Entsprechend der geringen Festigkeit des Hafenarbeiterverbandes ist die Mangelhaftigkeit des in ihm herrschenden Geistes. Bei der Durchsicht der Versammlungsprotokolle gewinnt man den Eindruck, dass der kleinlichste Neid und das hässlichste Misstrauen den weitesten Spielraum im Gewerkschaftsleben haben. Der einzelne Arbeiter ist von der richtigen Erkenntnis des Wertes der Gewerkschaft für seine wirtschaftliche Existenz keineswegs immer durchdrungen. Ohne eine fortgesetzt lebhafte Agitation würde kaum ein Zehntel der Hafenarbeiter im Verbande verbleiben. Die Agitation wird mit allen Mittel betrieben, die vielfach wohl nicht als einwandfrei zu bezeichnen sind. Steht im Protokoll der Kaiarbeiter, vom 28. Juni 1900, das mehr „mündliche Agitation“ getrieben werden soll und Schuppen 2 ganz dadurch dem Verein zugeführt sei, dann ist zwischen den Zeilen zu lesen, welcher Druck ausgeübt worden sein mag. Dasselbe Empfinden drängt sich auf, wenn man in dem Protokoll*) eine Aufforderung an die Obleute findet, auch an die in anderen Verbänden Organisierten Streikmarken zu verkaufen, wenn diese sich „moralisch verpflichtet“ fühlen sollten. Ein solches moralisches Pflichtgefühl ist durchaus unverständlich, da diesen Arbeitern nichts im Wege steht, der freien Gewerkschaft als ordentliche Mitglieder beizutreten. Diese empfohlene Agitation bei der Arbeit hat aber eine wichtige Seite. Bei der Muskelarbeit des Transportarbeiters ist der eine Arbeiter auf den andern angewiesen beim Angreifen der Waren. Jede Unachtsamkeit, verschuldet oder unverschuldet, kann dem Arbeiter Gefahr bringen. Es ist nichts natürlicher, als dass der „moralisch Verpflichtete“ sich dieser Gefahr bewusst ist.

*) Protokoll der Kaiarbeiter vom Mai 1903.

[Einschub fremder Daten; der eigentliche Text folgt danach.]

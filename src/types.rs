//! Canonical records returned by the EPREL SDK.
//!
//! Every constructor here is total: missing or mistyped upstream fields
//! become `None` rather than errors.

use crate::normalize::{collect_unknown, Field, JsonObject};
use serde::Serialize;
use serde_json::Value;

const REGISTRATION_NUMBER: Field = Field::new(&["registrationNumber", "eprelRegistrationNumber"]);
const BRAND_NAME: Field = Field::new(&["brandName", "supplierOrTrademark"]);
const MODEL_IDENTIFIER: Field = Field::new(&["modelIdentifier"]);
const ENERGY_CLASS: Field = Field::new(&["energyClass"]);
const ENERGY_CLASS_IMAGE: Field = Field::new(&["energyClassImage"]);
const PRODUCT_GROUP: Field = Field::new(&["productGroup"]);
const STATUS: Field = Field::new(&["status"]);
const BLOCKED: Field = Field::new(&["blocked"]);
const ORG_VERIFICATION_STATUS: Field = Field::new(&["orgVerificationStatus"]);
const TRADEMARK_VERIFICATION_STATUS: Field = Field::new(&["trademarkVerificationStatus"]);
const ENERGY_LABEL_URL: Field = Field::new(&["energyLabelUrl"]);
const PRODUCT_INFORMATION_SHEET_URL: Field = Field::new(&["productInformationSheetUrl"]);
const TECHNICAL_PARAMETERS: Field = Field::new(&["technicalParameters"]);

/// Fields recognized on a product detail; everything else is a technical parameter.
const DETAIL_FIELDS: [&Field; 13] = [
    &REGISTRATION_NUMBER,
    &BRAND_NAME,
    &MODEL_IDENTIFIER,
    &ENERGY_CLASS,
    &ENERGY_CLASS_IMAGE,
    &PRODUCT_GROUP,
    &STATUS,
    &BLOCKED,
    &ORG_VERIFICATION_STATUS,
    &TRADEMARK_VERIFICATION_STATUS,
    &ENERGY_LABEL_URL,
    &PRODUCT_INFORMATION_SHEET_URL,
    &TECHNICAL_PARAMETERS,
];

const VERIFIED: &str = "VERIFIED";

/// Apply `f` to `value` if it is an object, otherwise to an empty object.
fn with_object<T>(value: &Value, f: impl FnOnce(&JsonObject) -> T) -> T {
    match value.as_object() {
        Some(object) => f(object),
        None => f(&JsonObject::new()),
    }
}

/// Normalize the object elements of a JSON array, skipping anything else.
fn objects<T>(value: Option<&Value>, f: impl Fn(&JsonObject) -> T) -> Vec<T> {
    value
        .and_then(Value::as_array)
        .map(|items| items.iter().filter_map(Value::as_object).map(f).collect())
        .unwrap_or_default()
}

/// A product as it appears in search results.
#[derive(Debug, Clone, Default, PartialEq, Serialize)]
#[serde(rename_all = "camelCase")]
pub struct ProductSummary {
    /// EPREL registration number.
    pub registration_number: Option<String>,
    /// Brand or supplier name.
    pub brand_name: Option<String>,
    /// Model identifier.
    pub model_identifier: Option<String>,
    /// Energy efficiency class.
    pub energy_class: Option<String>,
    /// Product group code.
    pub product_group: Option<String>,
}

impl ProductSummary {
    /// Build from a decoded JSON object.
    pub fn from_object(object: &JsonObject) -> Self {
        Self {
            registration_number: REGISTRATION_NUMBER.string(object),
            brand_name: BRAND_NAME.string(object),
            model_identifier: MODEL_IDENTIFIER.string(object),
            energy_class: ENERGY_CLASS.string(object),
            product_group: PRODUCT_GROUP.string(object),
        }
    }

    /// Build from any JSON value; non-objects yield an empty summary.
    pub fn from_value(value: &Value) -> Self {
        with_object(value, Self::from_object)
    }
}

/// Full product record.
///
/// Upstream fields that have no canonical slot are kept verbatim in
/// [`technical_parameters`](Self::technical_parameters).
#[derive(Debug, Clone, Default, PartialEq, Serialize)]
#[serde(rename_all = "camelCase")]
pub struct ProductDetail {
    /// EPREL registration number.
    pub registration_number: Option<String>,
    /// Brand or supplier name.
    pub brand_name: Option<String>,
    /// Model identifier.
    pub model_identifier: Option<String>,
    /// Energy efficiency class.
    pub energy_class: Option<String>,
    /// Energy class image file name.
    pub energy_class_image: Option<String>,
    /// Product group code.
    pub product_group: Option<String>,
    /// Registration status.
    pub status: Option<String>,
    /// Whether the registration is blocked.
    pub blocked: bool,
    /// Supplier organisation verification status.
    pub org_verification_status: Option<String>,
    /// Trademark verification status.
    pub trademark_verification_status: Option<String>,
    /// Energy label URL.
    pub energy_label_url: Option<String>,
    /// Product information sheet URL.
    pub product_information_sheet_url: Option<String>,
    /// Group-specific parameters plus any unrecognized upstream fields.
    pub technical_parameters: Option<JsonObject>,
}

impl ProductDetail {
    /// Build from a decoded JSON object.
    pub fn from_object(object: &JsonObject) -> Self {
        Self {
            registration_number: REGISTRATION_NUMBER.string(object),
            brand_name: BRAND_NAME.string(object),
            model_identifier: MODEL_IDENTIFIER.string(object),
            energy_class: ENERGY_CLASS.string(object),
            energy_class_image: ENERGY_CLASS_IMAGE.string(object),
            product_group: PRODUCT_GROUP.string(object),
            status: STATUS.string(object),
            blocked: BLOCKED.truthy(object),
            org_verification_status: ORG_VERIFICATION_STATUS.string(object),
            trademark_verification_status: TRADEMARK_VERIFICATION_STATUS.string(object),
            energy_label_url: ENERGY_LABEL_URL.string(object),
            product_information_sheet_url: PRODUCT_INFORMATION_SHEET_URL.string(object),
            technical_parameters: collect_unknown(
                object,
                &DETAIL_FIELDS,
                TECHNICAL_PARAMETERS.object(object),
            ),
        }
    }

    /// Build from any JSON value; non-objects yield an empty record.
    pub fn from_value(value: &Value) -> Self {
        with_object(value, Self::from_object)
    }

    /// Whether the supplier organisation is verified.
    pub fn is_verified(&self) -> bool {
        self.org_verification_status.as_deref() == Some(VERIFIED)
    }

    /// Whether the trademark is verified.
    pub fn is_trademark_verified(&self) -> bool {
        self.trademark_verification_status.as_deref() == Some(VERIFIED)
    }

    /// Look up a technical parameter by name.
    pub fn technical_parameter(&self, name: &str) -> Option<&Value> {
        self.technical_parameters.as_ref()?.get(name)
    }
}

/// A product group (category) known to the registry.
#[derive(Debug, Clone, Default, PartialEq, Serialize)]
#[serde(rename_all = "camelCase")]
pub struct ProductGroup {
    /// Group code, e.g. `AIR_CONDITIONER`.
    pub code: Option<String>,
    /// Code used in URLs, e.g. `airconditioners`.
    pub url_code: Option<String>,
    /// Display name.
    pub name: Option<String>,
    /// Governing regulation.
    pub regulation: Option<String>,
}

impl ProductGroup {
    /// Build from a decoded JSON object.
    pub fn from_object(object: &JsonObject) -> Self {
        const CODE: Field = Field::new(&["code"]);
        const URL_CODE: Field = Field::new(&["url_code"]);
        const NAME: Field = Field::new(&["name"]);
        const REGULATION: Field = Field::new(&["regulation"]);

        Self {
            code: CODE.string(object),
            url_code: URL_CODE.string(object),
            name: NAME.string(object),
            regulation: REGULATION.string(object),
        }
    }

    /// Build from any JSON value; non-objects yield an empty group.
    pub fn from_value(value: &Value) -> Self {
        with_object(value, Self::from_object)
    }
}

/// A page of cross-group search results.
#[derive(Debug, Clone, Default, PartialEq, Serialize)]
#[serde(rename_all = "camelCase")]
pub struct ProductPage {
    /// Products on this page.
    pub content: Vec<ProductSummary>,
    /// Total matching products.
    pub total_elements: Option<i64>,
    /// Total number of pages.
    pub total_pages: Option<i64>,
    /// Page size.
    pub size: Option<i64>,
    /// Zero-based page number.
    pub page_number: Option<i64>,
}

impl ProductPage {
    /// Build from a decoded JSON object.
    pub fn from_object(object: &JsonObject) -> Self {
        const TOTAL_ELEMENTS: Field = Field::new(&["totalElements"]);
        const TOTAL_PAGES: Field = Field::new(&["totalPages"]);
        const SIZE: Field = Field::new(&["size"]);
        const NUMBER: Field = Field::new(&["number"]);

        Self {
            content: objects(object.get("content"), ProductSummary::from_object),
            total_elements: TOTAL_ELEMENTS.int(object),
            total_pages: TOTAL_PAGES.int(object),
            size: SIZE.int(object),
            page_number: NUMBER.int(object),
        }
    }

    /// Build from any JSON value; non-objects yield an empty page.
    pub fn from_value(value: &Value) -> Self {
        with_object(value, Self::from_object)
    }
}

/// A page of search results within one product group.
#[derive(Debug, Clone, Default, PartialEq, Serialize)]
#[serde(rename_all = "camelCase")]
pub struct ProductGroupPage {
    /// Products on this page.
    pub hits: Vec<ProductSummary>,
    /// Page size.
    pub size: Option<i64>,
    /// Offset of the first hit.
    pub offset: Option<i64>,
}

impl ProductGroupPage {
    /// Build from a decoded JSON object.
    pub fn from_object(object: &JsonObject) -> Self {
        const SIZE: Field = Field::new(&["size"]);
        const OFFSET: Field = Field::new(&["offset"]);

        Self {
            hits: objects(object.get("hits"), ProductSummary::from_object),
            size: SIZE.int(object),
            offset: OFFSET.int(object),
        }
    }

    /// Build from any JSON value; non-objects yield an empty page.
    pub fn from_value(value: &Value) -> Self {
        with_object(value, Self::from_object)
    }
}

/// Location of a label or fiche, returned instead of the file itself when
/// the registry answers with JSON.
#[derive(Debug, Clone, Default, PartialEq, Eq, Serialize)]
pub struct AddressResponse {
    /// URL of the asset.
    pub address: Option<String>,
}

impl AddressResponse {
    /// Build from a decoded JSON object.
    pub fn from_object(object: &JsonObject) -> Self {
        const ADDRESS: Field = Field::new(&["address"]);

        Self {
            address: ADDRESS.string(object),
        }
    }

    /// Build from any JSON value; non-objects yield an empty address.
    pub fn from_value(value: &Value) -> Self {
        with_object(value, Self::from_object)
    }
}

/// A label or fiche: either its address or the file contents.
#[derive(Debug, Clone, PartialEq, Eq)]
pub enum AssetResponse {
    /// The registry answered with JSON pointing at the asset.
    Address(AddressResponse),
    /// The raw asset body (PNG, PDF, SVG, ...).
    Raw(Vec<u8>),
}

impl AssetResponse {
    /// The address, if the registry answered with one.
    pub fn address(&self) -> Option<&str> {
        match self {
            AssetResponse::Address(a) => a.address.as_deref(),
            AssetResponse::Raw(_) => None,
        }
    }

    /// The raw body, if the registry answered with the asset itself.
    pub fn as_bytes(&self) -> Option<&[u8]> {
        match self {
            AssetResponse::Raw(bytes) => Some(bytes),
            AssetResponse::Address(_) => None,
        }
    }
}

/// Result of a lookup that may match one product or several.
#[derive(Debug, Clone, PartialEq)]
pub enum ProductLookup {
    /// The registry answered with a single product.
    Single(ProductDetail),
    /// The registry answered with a list of products.
    Many(Vec<ProductDetail>),
}

impl ProductLookup {
    /// Flatten into a list regardless of shape.
    pub fn into_vec(self) -> Vec<ProductDetail> {
        match self {
            ProductLookup::Single(product) => vec![product],
            ProductLookup::Many(products) => products,
        }
    }

    /// Classify a decoded body by shape.
    ///
    /// Returns `None` for anything that is neither an object nor an array
    /// containing objects.
    pub(crate) fn from_value(value: &Value) -> Option<Self> {
        match value {
            Value::Object(object) => Some(ProductLookup::Single(ProductDetail::from_object(object))),
            Value::Array(items) if items.iter().any(Value::is_object) => Some(ProductLookup::Many(
                objects(Some(value), ProductDetail::from_object),
            )),
            _ => None,
        }
    }
}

Das Mittel der Arbeitsverweigerung mit anders oder nicht Organisierten findet innerhalb des Hafens nur eine beschränkte Verwendung, da die Anwendung dieses Mittels nur eine Machtfrage ist, der Hafenarbeitervorstand diese Macht aber nicht in den Händen hat.

Der Ruf nach Agitation und Organisation erschallt immer wieder und wieder. Unbeachtet aller andern Umstände wird jeder Vorteil der Organisation und jeder Nachteil den anders oder nicht Organisierten zugeschrieben. Als ein typisches Beispiel hierfür mag angesehen sein, dass, als im Oktober 1907 für die Schauerleute der Schichtwechsel eingeführt wurde, was eine bedeutende Besserung der Lebensstellung der Arbeiter bedeutete, sie selbst den neuen Tarif als völlig unzureichend bezeichneten, die andern Mitgliedschaften des Hafenarbeiterverbandes den neuen Tarif aber als eine Errungenschaft der festen Organisation der Schauerleute hoch priesen. So werden die Worte Agitation und Organisation in den Versammlungsreden häufig zu inhaltlosen Schlagworten. Ein nachhaltiger Erfolg ist auch nicht zu verzeichnen. Steht ein Lohn- oder Machtkampf bevor (z. B. Maifeier und Maiaussperrung), dann treten eine große Zahl Arbeiter in die Gewerkschaft ein, um während des Ausstandes von den Geldern der Hauptkasse zehren zu können. Ist die Bewegung vorüber, so treten sie wieder aus, resp. bezahlen ihre Beiträge nicht. Dadurch erleidet die Gewerkschaft einen bedeutenden Nachteil.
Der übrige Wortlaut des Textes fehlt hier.